◆ **What needs to be done**
Scan the listing that follows and report how many lines contain "false". Write the number alone.

◆ **Excerpted data**

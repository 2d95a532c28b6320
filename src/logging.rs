//! Logging init: structured `tracing` output to stderr.
//!
//! Stdout is reserved for the split report and `list` output.

use tracing_subscriber::EnvFilter;

/// Default directives for a given `-v` count; `RUST_LOG` takes precedence.
fn default_directives(verbosity: u8) -> &'static str {
    match verbosity {
        0 => "warn,history_splitter=info",
        1 => "warn,history_splitter=debug",
        _ => "debug,history_splitter=trace",
    }
}

/// Initialize logging to stderr. Call once, before any work is done.
pub fn init_logging(verbosity: u8) {
    let env_filter = EnvFilter::try_from_default_env()
        .unwrap_or_else(|_| EnvFilter::new(default_directives(verbosity)));

    tracing_subscriber::fmt()
        .with_env_filter(env_filter)
        .with_writer(std::io::stderr)
        .with_ansi(false)
        .with_target(false)
        .init();
}
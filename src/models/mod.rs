//! Data models for the history splitter.
//!
//! - [`LogEntry`] - one `- [category] [title](url)` line with its day context
//! - [`DayBlock`] - a `- 第N天 (date)` section and the entries under it
//! - [`IssueNumber`] - issue digits taken verbatim from an entry URL
//! - [`SplitSummary`] - counters reported after a split run

pub mod entry;
pub mod summary;

pub use entry::{DayBlock, IssueNumber, LogEntry};
pub use summary::SplitSummary;
//! Shared test utilities for integration tests
#![allow(dead_code)]

use std::fs;
use std::path::{Path, PathBuf};

use history_splitter::SplitterConfig;
use tempfile::TempDir;

pub const ISSUE_BASE_URL: &str = "https://github.com/haizlin/fe-interview/issues";

/// Builder for one `- 第N天 (date)` block
pub struct DayBuilder {
    day_number: u32,
    date: String,
    lines: Vec<String>,
}

impl DayBuilder {
    pub fn new(day_number: u32, date: &str) -> Self {
        Self { day_number, date: date.to_string(), lines: Vec::new() }
    }

    /// Add an entry whose URL points at the given issue
    pub fn entry(mut self, category: &str, title: &str, issue: u64) -> Self {
        self.lines.push(format!("  - [{}] [{}]({}/{})", category, title, ISSUE_BASE_URL, issue));
        self
    }

    /// Add an entry with an arbitrary URL
    pub fn entry_with_url(mut self, category: &str, title: &str, url: &str) -> Self {
        self.lines.push(format!("  - [{}] [{}]({})", category, title, url));
        self
    }

    pub fn to_markdown(&self) -> String {
        let mut out = format!("- 第{}天 ({})\n", self.day_number, self.date);
        for line in &self.lines {
            out.push_str(line);
            out.push('\n');
        }
        out
    }
}

/// Build history markdown from day blocks
pub fn history_markdown(days: &[DayBuilder]) -> String {
    let mut out = String::from("# 面试题历史\n\n");
    for day in days {
        out.push_str(&day.to_markdown());
    }
    out
}

/// Temporary workspace holding a history file and an output directory
pub struct Workspace {
    temp_dir: TempDir,
}

impl Workspace {
    /// Create an empty workspace
    pub fn new() -> Self {
        let temp_dir = TempDir::new().expect("Failed to create temp dir");
        Self { temp_dir }
    }

    pub fn path(&self) -> &Path {
        self.temp_dir.path()
    }

    pub fn input_file(&self) -> PathBuf {
        self.temp_dir.path().join("category").join("history.md")
    }

    pub fn output_dir(&self) -> PathBuf {
        self.temp_dir.path().join("split_questions_by_category")
    }

    /// Write the history file with raw content
    pub fn with_history(self, content: &str) -> Self {
        let input = self.input_file();
        fs::create_dir_all(input.parent().expect("history file has a parent"))
            .expect("Failed to create category dir");
        fs::write(&input, content).expect("Failed to write history.md");
        self
    }

    /// Write the history file from day builders
    pub fn with_days(self, days: &[DayBuilder]) -> Self {
        let content = history_markdown(days);
        self.with_history(&content)
    }

    pub fn config(&self) -> SplitterConfig {
        SplitterConfig { input_file: self.input_file(), output_dir: self.output_dir() }
    }

    /// Sorted file names inside one category directory
    pub fn files_in(&self, category: &str) -> Vec<String> {
        let dir = self.output_dir().join(category);
        let mut names: Vec<String> = match fs::read_dir(&dir) {
            Ok(entries) => entries
                .map(|e| e.expect("dir entry").file_name().to_string_lossy().into_owned())
                .collect(),
            Err(_) => Vec::new(),
        };
        names.sort();
        names
    }

    /// Total number of files below the output directory
    pub fn count_output_files(&self) -> usize {
        count_files(&self.output_dir())
    }
}

impl Default for Workspace {
    fn default() -> Self {
        Self::new()
    }
}

fn count_files(dir: &Path) -> usize {
    let Ok(entries) = fs::read_dir(dir) else {
        return 0;
    };
    entries
        .map(|e| e.expect("dir entry").path())
        .map(|p| if p.is_dir() { count_files(&p) } else { 1 })
        .sum()
}

/// A realistic two-day history spanning three categories
pub fn realistic_workspace() -> Workspace {
    Workspace::new().with_days(&[
        DayBuilder::new(1, "2019-04-17")
            .entry("html", "页面导入样式时，使用link和@import有什么区别？", 1)
            .entry("css", "圣杯布局和双飞翼布局的理解和区别，并用代码实现", 2)
            .entry("js", "用递归算法实现，数组长度为5且元素的随机数在2-32间不重复的值", 3),
        DayBuilder::new(2, "2019-04-18")
            .entry("html", "html的元素有哪些（包含H5）？", 6)
            .entry("css", "CSS3有哪些新增的特性？", 7)
            .entry("js", "写一个方法去掉字符串中的空格", 8),
    ])
}
use std::path::PathBuf;

use anyhow::{Context, Result};

const APP_DIR_NAME: &str = "history-splitter";
const CONFIG_FILE_NAME: &str = "config.toml";

/// Get the default config file path (`<config_dir>/history-splitter/config.toml`)
pub fn default_config_path() -> Result<PathBuf> {
    let config_base = dirs::config_dir().context("Failed to get platform config directory")?;
    Ok(config_path_under(config_base))
}

fn config_path_under(config_base: PathBuf) -> PathBuf {
    config_base.join(APP_DIR_NAME).join(CONFIG_FILE_NAME)
}

#[cfg(test)]
mod tests {
    use super::*;

    #[test]
    fn test_config_path_layout() {
        let path = config_path_under(PathBuf::from("/home/testuser/.config"));
        assert_eq!(path, PathBuf::from("/home/testuser/.config/history-splitter/config.toml"));
    }
}
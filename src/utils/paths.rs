use std::borrow::Cow;
use std::env;
use std::fs::File;
use std::path::{Component, Path};

use crate::error::{Result, SplitError};

// Maximum size for the history file: 10MB
pub const MAX_FILE_SIZE_BYTES: u64 = 10 * 1024 * 1024;

/// Longest title (in characters) kept in an output filename
pub const MAX_TITLE_CHARS: usize = 150;

// Characters that are illegal in filenames on at least one common platform
const ILLEGAL_FILENAME_CHARS: [char; 9] = ['<', '>', ':', '"', '/', '\\', '|', '?', '*'];

/// Makes an entry title usable as part of a filename
///
/// Removes `< > : " / \ | ? *`, collapses whitespace runs to a single space,
/// keeps at most [`MAX_TITLE_CHARS`] characters and then trims both ends.
///
/// # Examples
///
/// ```
/// use history_splitter::sanitize_title;
///
/// assert_eq!(sanitize_title(r#"A/B: "C""#), "AB C");
/// assert_eq!(sanitize_title("  what   is\ta closure?  "), "what is a closure");
/// ```
pub fn sanitize_title(title: &str) -> String {
    let mut collapsed = String::with_capacity(title.len());
    let mut prev_space = false;

    for c in title.chars() {
        if ILLEGAL_FILENAME_CHARS.contains(&c) {
            continue;
        }
        if c.is_whitespace() {
            if !prev_space {
                collapsed.push(' ');
            }
            prev_space = true;
        } else {
            collapsed.push(c);
            prev_space = false;
        }
    }

    // Truncate by characters, not bytes, so CJK titles stay valid UTF-8
    let truncated: String = match collapsed.char_indices().nth(MAX_TITLE_CHARS) {
        Some((byte_idx, _)) => collapsed[..byte_idx].to_string(),
        None => collapsed,
    };

    truncated.trim().to_string()
}

/// Whether `name` is exactly one normal path component
///
/// Rejects empty or whitespace-only names, path separators, NUL, `.` and `..`.
pub fn is_single_component(name: &str) -> bool {
    if name.trim().is_empty() || name.contains(&['/', '\\', '\0'][..]) {
        return false;
    }

    let mut components = Path::new(name).components();
    matches!((components.next(), components.next()), (Some(Component::Normal(_)), None))
}

/// Checks that a category names exactly one directory under the output root
///
/// # Errors
///
/// Returns [`SplitError::UnsafeCategory`] unless [`is_single_component`] holds.
pub fn validate_category(category: &str) -> Result<()> {
    if is_single_component(category) {
        Ok(())
    } else {
        Err(SplitError::UnsafeCategory(category.to_string()))
    }
}

/// Validates that a file's size is within acceptable limits (10MB)
///
/// Takes an open file handle so the size check and the read see the same file.
///
/// # Errors
///
/// Returns an error if the file metadata cannot be read or the file is larger than 10MB.
pub fn validate_file_size(file: &File, path: &Path) -> Result<()> {
    let metadata = file
        .metadata()
        .map_err(|source| SplitError::ReadInput { path: path.to_path_buf(), source })?;

    let size = metadata.len();
    if size > MAX_FILE_SIZE_BYTES {
        return Err(SplitError::InputTooLarge {
            path: path.to_path_buf(),
            size,
            max: MAX_FILE_SIZE_BYTES,
        });
    }

    Ok(())
}

/// Formats a path with ~ substitution for the home directory
///
/// # Examples
///
/// ```no_run
/// use std::path::PathBuf;
/// use history_splitter::format_path_with_tilde;
///
/// let path = PathBuf::from("/Users/alice/notes/split_questions_by_category");
/// // Returns "~/notes/split_questions_by_category" if HOME=/Users/alice
/// let formatted = format_path_with_tilde(&path);
/// ```
pub fn format_path_with_tilde(path: &Path) -> String {
    format_path_with_tilde_internal(path, None)
}

/// Internal helper for path formatting with optional home override (for testing)
pub(crate) fn format_path_with_tilde_internal(path: &Path, home_override: Option<&str>) -> String {
    let home_from_env = env::var("HOME").ok();
    let home = home_override.or(home_from_env.as_deref());

    let path_str = path.to_string_lossy();
    if let Some(home) = home
        && !home.is_empty()
        && path_str.starts_with(home)
    {
        return path_str.replacen(home, "~", 1);
    }

    match path_str {
        Cow::Borrowed(s) => s.to_string(),
        Cow::Owned(s) => s,
    }
}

◆ **Exercise answer**
5